Воспитание - страница 6
. Газовая камера, кремационные печи, экспериментальный блок - пересадка костной ткани молодым польским участницам Сопротивления. Избитая, голодная, псы кусают за ноги. Иногда по воскресеньям, когда охранникам скучно, заключенных девочек, девушек, женщин, старух заставляют раздеваться и ходить нагишом перед ними - вооруженными, пьяными, с собаками на поводках: смеясь и рыгая, солдаты обсуждают наготу каждой заключенной.
В лагере Кёнигсберг-на-Одере, куда ее переводят осенью, девятьсот женщин, кишащих паразитами, без сменной одежды по два сезона, на земляных работах при -25°, а вскоре и при -30°С (зима в Бранденбурге наступает в октябре), в одном лишь платье и тонком свитере до самого декабря, когда им швыряют дополнительную одежду: тонкое пальтецо, кружевное платьишко или непромокаемый плащ. Работы по выравниванию аэродрома, под сильным ветром, подчас валящим наземь. В другом месте группа женщин, запряженных в какой-то плуг, разрезает дерн на куски, которые еще одна группа переносит дальше; другие вырывают мотыгами из мерзлой земли рельсы для вагонеток; еще одна бригада, в лесу, в пяти километрах от лагеря, выкорчевывает деревья, грузит их на вагонетки и разгружает поодаль.
Возвращение пешком в лагерь, краткий сон в непросохшей одежде.
Единственная тарелка супа на весь день: на улице, на стройплощадке; стоя; на замерзшем дне солдатского котелка. Вечером кусок хлеба. Ничтожные придирки, лишь бы оставить без еды. Переклички, утром и вечером, с собаками и кнутами. Удары, плевки, пинки.
Перевод в Revier при температуре 40, и только вечером. Дизентерию не лечат никогда; язвы от авитаминоза перевязывают редко.
*
В июле 1944 года партизаны северного Ардеша, северной Верхней Луары и южной Луары неотступно преследуют немецкие войска, отброшенные к северу американцами и французами, в долине Роны и на проселочных дорогах, у долины Форез.
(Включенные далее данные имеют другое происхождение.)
//! Stack-based directory walker
//!
//! Emits files under a root in pop order: all matching files of a directory
//! are yielded before any of its subdirectories is entered, and the most
//! recently pushed subdirectory is visited first. The order is depth-first
//! but not sorted, and depends on the order the OS lists entries in.

use std::collections::VecDeque;
use std::fs;
use std::path::{Path, PathBuf};
use std::sync::atomic::{AtomicBool, Ordering};
use std::sync::Arc;

use anyhow::Result;

use crate::error::Error;

/// Cooperative cancellation flag shared between a caller and a walk
#[derive(Debug, Clone, Default)]
pub struct Cancellation {
    flag: Arc<AtomicBool>,
}

impl Cancellation {
    /// A token that nothing ever cancels
    pub fn none() -> Self {
        Self::default()
    }

    #[cfg(test)]
    pub fn cancel(&self) {
        self.flag.store(true, Ordering::SeqCst);
    }

    pub fn is_cancelled(&self) -> bool {
        self.flag.load(Ordering::SeqCst)
    }

    /// Fail with `Error::Cancelled` once the token has been triggered
    pub fn check(&self) -> Result<(), Error> {
        if self.is_cancelled() {
            Err(Error::Cancelled)
        } else {
            Ok(())
        }
    }
}

/// Lazy iterator over the files under a root directory
pub struct Walker<I, X> {
    include_file: I,
    exclude_dir: X,
    cancellation: Cancellation,
    stack: Vec<PathBuf>,
    pending: VecDeque<PathBuf>,
    done: bool,
}

impl<I, X> Walker<I, X>
where
    I: Fn(&Path) -> bool,
    X: Fn(&Path) -> bool,
{
    /// Start a walk at `root`.
    ///
    /// Fails before anything is emitted if `root` is not a directory.
    pub fn new<P: AsRef<Path>>(
        root: P,
        include_file: I,
        exclude_dir: X,
        cancellation: Cancellation,
    ) -> Result<Self> {
        let root = root.as_ref();
        if !root.is_dir() {
            return Err(Error::SourceMissing(root.to_path_buf()).into());
        }

        Ok(Walker {
            include_file,
            exclude_dir,
            cancellation,
            stack: vec![root.to_path_buf()],
            pending: VecDeque::new(),
            done: false,
        })
    }

    /// List one directory: queue its matching files, push its kept subdirectories.
    /// An unreadable directory contributes nothing. Symlinked directories are
    /// never entered, so the walk cannot cycle.
    fn expand(&mut self, dir: &Path) {
        let entries = match fs::read_dir(dir) {
            Ok(entries) => entries,
            Err(e) => {
                tracing::debug!("Skipping inaccessible directory {:?}: {}", dir, e);
                return;
            }
        };

        let mut subdirs = Vec::new();
        for entry in entries {
            let entry = match entry {
                Ok(entry) => entry,
                Err(e) => {
                    tracing::debug!("Skipping unreadable entry in {:?}: {}", dir, e);
                    continue;
                }
            };
            let file_type = match entry.file_type() {
                Ok(file_type) => file_type,
                Err(e) => {
                    tracing::debug!("Skipping {:?}: {}", entry.path(), e);
                    continue;
                }
            };

            let path = entry.path();
            let is_file = if file_type.is_symlink() {
                // Links to files are followed; links to directories are not
                match fs::metadata(&path) {
                    Ok(target) => target.is_file(),
                    Err(e) => {
                        tracing::debug!("Skipping dangling link {:?}: {}", path, e);
                        continue;
                    }
                }
            } else {
                file_type.is_file()
            };

            if is_file {
                if (self.include_file)(&path) {
                    self.pending.push_back(path);
                }
            } else if file_type.is_dir() {
                subdirs.push(path);
            }
        }

        for subdir in subdirs {
            if (self.exclude_dir)(&subdir) {
                tracing::debug!("Excluding directory {:?}", subdir);
            } else {
                self.stack.push(subdir);
            }
        }
    }
}

impl<I, X> Iterator for Walker<I, X>
where
    I: Fn(&Path) -> bool,
    X: Fn(&Path) -> bool,
{
    type Item = Result<PathBuf>;

    fn next(&mut self) -> Option<Self::Item> {
        if self.done {
            return None;
        }

        loop {
            if let Err(e) = self.cancellation.check() {
                self.done = true;
                return Some(Err(e.into()));
            }

            if let Some(path) = self.pending.pop_front() {
                return Some(Ok(path));
            }

            let dir = match self.stack.pop() {
                Some(dir) => dir,
                None => {
                    self.done = true;
                    return None;
                }
            };
            self.expand(&dir);
        }
    }
}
Мы с матерью в горах, на перевале Траколь, границе департаментов Луара и Верхняя Луара. Все впятером селимся на ферме-кафе Баше: в двух мансардных комнатках; едим - топинамбуры, брюкву - в маленькой столовой с бумажными цветами, прилегающей к комнате, где теснятся крестьяне, дальнобойщики, лесничие, коммивояжеры. Мы много играем на лугу за фермой и на мощеном дворе перед ней; со старшими девочками хозяев, Маринеттой и Сильветтой. Вечером смотрим, как они доят коров в хлеву: блондинка Маринетта, с крепким телом, затянутым в корсаж, в хорошо выстиранном фартуке, дергает испачканное навозом вымя над ведром. Когда ведро наполняется, брызги молока блестят в полумраке на ее шее и хохочущем лице, в отсветах красного заката.
Днем мать ведет нас в лес напротив фермы, за дорогой: мне хочется задержаться у высокого пограничного столба меж двумя департаментами, поставить одну ногу в одном, а другую в другом и почувствовать разницу.
Вначале мы шагаем вдоль опушки этого леса, что видится и кажется нам бескрайним, это и впрямь весьма протяженные высокогорные леса, темный Тайяр с его главной вершиной Пифарой, 1381 метр. Водораздел между севером и югом страны, которую после утренних и вечерних рассказов матери о Земле обетованной мы начинаем воспринимать как Францию, Францию освобождающуюся.
С тропы вдоль опушки, внизу юго-восточного края этого большого массива пихт и каштанов, в двенадцати километрах, если двигаться по очень извилистой дороге меж поселками, в слегка мглистой дыре, мы видим нашу деревню с красными крышами. Мы входим в лес - следы партизанского бивака, поляны, пурпурные наперстянки, тритоны, - совершаем по две прогулки в день.
Наш отец поднимается каждый вечер, когда мы уже в постели. Часто по ночам на ферме звонит телефон, отец должен встать, одеться и уехать в угрожающую темноту, спуститься в городок или подняться выше по массиву.
Однажды под вечер в середине июля та сторона леса, что соседствует с деревней и которую называют Каштановой рощей, вновь загорается, как и каждое лето. С высоты мы видим пожар в гаснущем свете дня. Река, отделяющая внизу, в поселке, первые деревья этого леса от старых рабочих кварталов, построенных на воде, берет исток в лесу, на опушке, откуда мы смотрим на пылающую дыру. Служит ли это красное зарево, что постепенно уменьшается, сливаясь с закатом, для нас, для нашей матери предвестником затухания войны - по крайней мере, в этой части Европы?